Police escort Lozada procession before disbanding unit

12:00 AM CST on Saturday, March 1, 2008

By WENDY HUNDLEY / The Dallas Morning News

LEWISVILLE Lewisville's three-member motorcycle police unit took its final ride Friday as part of the funeral procession for Dallas motorcycle Senior Cpl. Victor Lozada.

Lewisville motorcycle police officers Scott Hayney (right) and Craig Barnhart (center) were part of a funeral procession for Dallas police Senior Cpl. Victor Lozada on Friday in Plano.

Ironically, it was Cpl. Lozada's tragic death last week that prompted Lewisville Police Chief Russell Kerbow to disband the unit. Flower Mound made the same decision last year after an officer was seriously injured in a motorcycle accident.

While motorcycles remain a staple in many police departments, some law enforcement officials have decided the advantages of using the sleek, highly maneuverable vehicles don't outweigh the dangers they pose to officers.

"We just don't want to take the risk," said Lewisville Assistant Police Chief Joni Eddy.

The department's Honda ST-1300 motorcycles will be sold at auction, and the three remaining officers in the unit have been reassigned to patrol cars.

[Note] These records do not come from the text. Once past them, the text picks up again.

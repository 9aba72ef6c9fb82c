//! Metadata store contract shared by the local ("current"), baseline
//! ("initial") and remote hub stores.
//!
//! The baseline store is never user-mutated; only the sync reconciler writes
//! to it. All three stores expose the same shape so the reconciler can treat
//! them uniformly.
//!
//! Finders return zero-or-more matches; an empty result is the non-fatal
//! "not found" the resolver absorbs. Malformed tokens are real errors.

mod doc;
pub mod file;
pub mod memory;

pub use file::FileMetaStore;
pub use memory::MemoryMetaStore;

use crate::error::{Result, VoltreeError};
use crate::model::{
    Branch, Snapshot, SnapshotId, Volume, VolumeId, VolumeSet, VolumeSetId,
    QUALIFIER_SEPARATOR,
};
use async_trait::async_trait;

/// A parsed search token.
///
/// A free-form token may be an entity id, a bare name, or a
/// `<volumeset>:<name>` qualified name. Ids and names are not syntactically
/// distinguishable, so finders match either.
#[derive(Debug, Clone, PartialEq, Eq)]
pub enum SearchToken {
    /// Bare id-or-name; empty matches all volume-sets.
    Plain(String),
    /// `<volumeset>:<name>`; an empty name matches every object of the kind
    /// within the volume-set.
    Qualified { volume_set: String, name: String },
}

/// Parse a search token, rejecting malformed input.
pub fn parse_token(token: &str) -> Result<SearchToken> {
    match token.split_once(QUALIFIER_SEPARATOR) {
        None => Ok(SearchToken::Plain(token.to_string())),
        Some((vs, name)) => {
            if name.contains(QUALIFIER_SEPARATOR) {
                return Err(VoltreeError::InvalidArgument(format!(
                    "malformed search token '{}': more than one '{}'",
                    token, QUALIFIER_SEPARATOR
                )));
            }
            if vs.is_empty() {
                return Err(VoltreeError::InvalidArgument(format!(
                    "malformed search token '{}': empty volume-set qualifier",
                    token
                )));
            }
            Ok(SearchToken::Qualified {
                volume_set: vs.to_string(),
                name: name.to_string(),
            })
        }
    }
}

#[async_trait]
pub trait MetaStore: Send + Sync {
    // Volume-sets

    async fn get_volume_set(&self, id: &VolumeSetId) -> Result<Option<VolumeSet>>;
    async fn list_volume_sets(&self) -> Result<Vec<VolumeSet>>;
    /// Create a new volume-set; `(prefix, name)` must be unique.
    async fn create_volume_set(&self, vs: &VolumeSet) -> Result<()>;
    /// Unconditionally create-or-replace. Used by the sync reconciler.
    async fn put_volume_set(&self, vs: &VolumeSet) -> Result<()>;
    /// Delete a volume-set and everything beneath it.
    async fn delete_volume_set(&self, id: &VolumeSetId) -> Result<()>;

    // Volumes

    async fn get_volume(&self, id: &VolumeId) -> Result<Option<Volume>>;
    async fn list_volumes(&self, volume_set: Option<&VolumeSetId>) -> Result<Vec<Volume>>;
    async fn create_volume(&self, vol: &Volume) -> Result<()>;
    async fn put_volume(&self, vol: &Volume) -> Result<()>;
    async fn delete_volume(&self, id: &VolumeId) -> Result<()>;

    // Snapshots

    async fn get_snapshot(&self, id: &SnapshotId) -> Result<Option<Snapshot>>;
    async fn list_snapshots(&self, volume_set: Option<&VolumeSetId>) -> Result<Vec<Snapshot>>;
    async fn create_snapshot(&self, snap: &Snapshot) -> Result<()>;
    /// Update an existing snapshot. A content reference, once set, is
    /// immutable; changing it is rejected.
    async fn update_snapshot(&self, snap: &Snapshot) -> Result<()>;
    /// Unconditionally create-or-replace. Used by the sync reconciler.
    async fn put_snapshot(&self, snap: &Snapshot) -> Result<()>;
    async fn delete_snapshot(&self, id: &SnapshotId) -> Result<()>;

    // Branches (identified by volume-set + name)

    async fn get_branch(&self, volume_set: &VolumeSetId, name: &str) -> Result<Option<Branch>>;
    async fn list_branches(&self, volume_set: Option<&VolumeSetId>) -> Result<Vec<Branch>>;
    /// Create a new branch; the name must be unique within its volume-set.
    async fn create_branch(&self, branch: &Branch) -> Result<()>;
    async fn put_branch(&self, branch: &Branch) -> Result<()>;
    async fn delete_branch(&self, volume_set: &VolumeSetId, name: &str) -> Result<()>;

    // Search. Default implementations match against the listings above, so
    // every backend gets identical token semantics.

    async fn find_volume_sets(&self, token: &str) -> Result<Vec<VolumeSet>> {
        let parsed = parse_token(token)?;
        let all = self.list_volume_sets().await?;
        match parsed {
            SearchToken::Plain(t) => {
                if t.is_empty() {
                    return Ok(all);
                }
                Ok(all
                    .into_iter()
                    .filter(|vs| {
                        vs.id.as_str() == t || vs.name == t || vs.qualified_name() == t
                    })
                    .collect())
            }
            // A qualified token names an object inside a volume-set, never
            // the volume-set itself.
            SearchToken::Qualified { .. } => Ok(Vec::new()),
        }
    }

    async fn find_snapshots(&self, token: &str) -> Result<Vec<Snapshot>> {
        match parse_token(token)? {
            SearchToken::Plain(t) => {
                if t.is_empty() {
                    return Ok(Vec::new());
                }
                Ok(self
                    .list_snapshots(None)
                    .await?
                    .into_iter()
                    .filter(|s| s.id.as_str() == t || s.name.as_deref() == Some(&t))
                    .collect())
            }
            SearchToken::Qualified { volume_set, name } => {
                let mut found = Vec::new();
                for vs in self.find_volume_sets(&volume_set).await? {
                    for s in self.list_snapshots(Some(&vs.id)).await? {
                        if name.is_empty()
                            || s.id.as_str() == name
                            || s.name.as_deref() == Some(&name)
                        {
                            found.push(s);
                        }
                    }
                }
                Ok(found)
            }
        }
    }

    async fn find_branches(&self, token: &str) -> Result<Vec<Branch>> {
        match parse_token(token)? {
            SearchToken::Plain(t) => {
                if t.is_empty() {
                    return Ok(Vec::new());
                }
                Ok(self
                    .list_branches(None)
                    .await?
                    .into_iter()
                    .filter(|b| b.name == t)
                    .collect())
            }
            SearchToken::Qualified { volume_set, name } => {
                let mut found = Vec::new();
                for vs in self.find_volume_sets(&volume_set).await? {
                    for b in self.list_branches(Some(&vs.id)).await? {
                        if name.is_empty() || b.name == name {
                            found.push(b);
                        }
                    }
                }
                Ok(found)
            }
        }
    }

    async fn find_volumes(&self, token: &str) -> Result<Vec<Volume>> {
        match parse_token(token)? {
            SearchToken::Plain(t) => {
                if t.is_empty() {
                    return Ok(Vec::new());
                }
                Ok(self
                    .list_volumes(None)
                    .await?
                    .into_iter()
                    .filter(|v| v.id.as_str() == t || v.name.as_deref() == Some(&t))
                    .collect())
            }
            SearchToken::Qualified { volume_set, name } => {
                let mut found = Vec::new();
                for vs in self.find_volume_sets(&volume_set).await? {
                    for v in self.list_volumes(Some(&vs.id)).await? {
                        if name.is_empty()
                            || v.id.as_str() == name
                            || v.name.as_deref() == Some(&name)
                        {
                            found.push(v);
                        }
                    }
                }
                Ok(found)
            }
        }
    }
}

#[cfg(test)]
mod tests {
    use super::*;

    #[test]
    fn test_parse_token_plain() {
        assert_eq!(parse_token("db").unwrap(), SearchToken::Plain("db".into()));
        assert_eq!(parse_token("").unwrap(), SearchToken::Plain(String::new()));
    }

    #[test]
    fn test_parse_token_qualified() {
        assert_eq!(
            parse_token("myapp:main").unwrap(),
            SearchToken::Qualified {
                volume_set: "myapp".into(),
                name: "main".into()
            }
        );
        // Empty name selects every object of the kind within the volume-set.
        assert_eq!(
            parse_token("myapp:").unwrap(),
            SearchToken::Qualified {
                volume_set: "myapp".into(),
                name: String::new()
            }
        );
    }

    #[test]
    fn test_parse_token_malformed() {
        assert!(parse_token("a:b:c").is_err());
        assert!(parse_token(":name").is_err());
    }
}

Lewisville officials began discussing eliminating the motorcycle unit in 1996 after an officer was seriously injured in a crash. When another officer was injured in December, police decided against replacing the bike, leaving only three motorcycles on the streets. But Cpl. Lozada's death Feb. 22 clinched the decision to ban them altogether, essentially ending the more than 20-year lifespan of the unit.

"They haven't ridden them since last Friday," Chief Eddy said, referring to the day the Dallas officer died while escorting Sen. Hillary Rodham Clinton's motorcade.

Cpl. Lozada's funeral drew 4,500 mourners, and Chief Kerbow allowed the Lewisville motorcycle officers to participate in the procession.

The change has been difficult for Officer Peter Gardner, who has been part of Lewisville's motorcycle squad for more than six years.

"It's been a week since we've been in cars, and I'm still trying to come to grips with it," Officer Gardner said, adding that he nevertheless respects the chief's decision. "I don't like working out of a car. I feel safer on a bike. Your awareness is heightened."

Chief Eddy acknowledged disbanding the unit doesn't sit well with the motor officers. "They're not happy," she said. "Motorcycle riders are dedicated to it."

Lewisville isn't alone in scrapping its motorcycle unit. The Odessa and Midland departments took that step years ago after officers died while leading funeral processions.

"When a department has to deal with the grief from losing one of their members, they start looking at how they can prevent this from happening again," said John Young, state coordinator for motorcycle and ATV safety for the Texas Department of Public Safety.

That's what happened in Flower Mound in July when Officer Kevin Schmidt was thrown more than 70 feet when his motorcycle struck a vehicle during a pursuit.

While Flower Mound had begun disbanding the six-member motorcycle squad in 2005, Officer Schmidt's accident expedited the process, Flower Mound police Lt. Wendell Mitchell said.
"We're not saying that motorcycles are not a useful tool in law enforcement," Lt. Mitchell said. "They didn't fit as well for us as patrol cars. Each municipality will have to decide for themselves."
Many cities are keeping their motorcycle units, and some are adding them.

"As gas prices have increased, more departments have looked to going back to motorcycles," Mr. Young said, noting that the two-wheeled traffic enforcement vehicles became popular in the 1940s and 1950s as cheaper alternatives to automobiles.
Despite fatal accidents involving their units, neither Plano nor Garland police departments have disbanded their motorcycle units. But in DeSoto, the motorcycle squad was scaled back to part time two years ago when more officers were needed to monitor commercial traffic along Interstate 35E.

But DeSoto police Capt. Ron Smith hopes the motorcycle unit can be returned to full-time status in the future.

"For traffic enforcement they're a great asset. They're small. They're maneuverable. If you have an accident, they can worm their way through traffic."

Back in Lewisville, Officer Gardner said he already longs for his days on his two-wheel machine. "Just working on a motorcycle is what I'll miss the most," he said.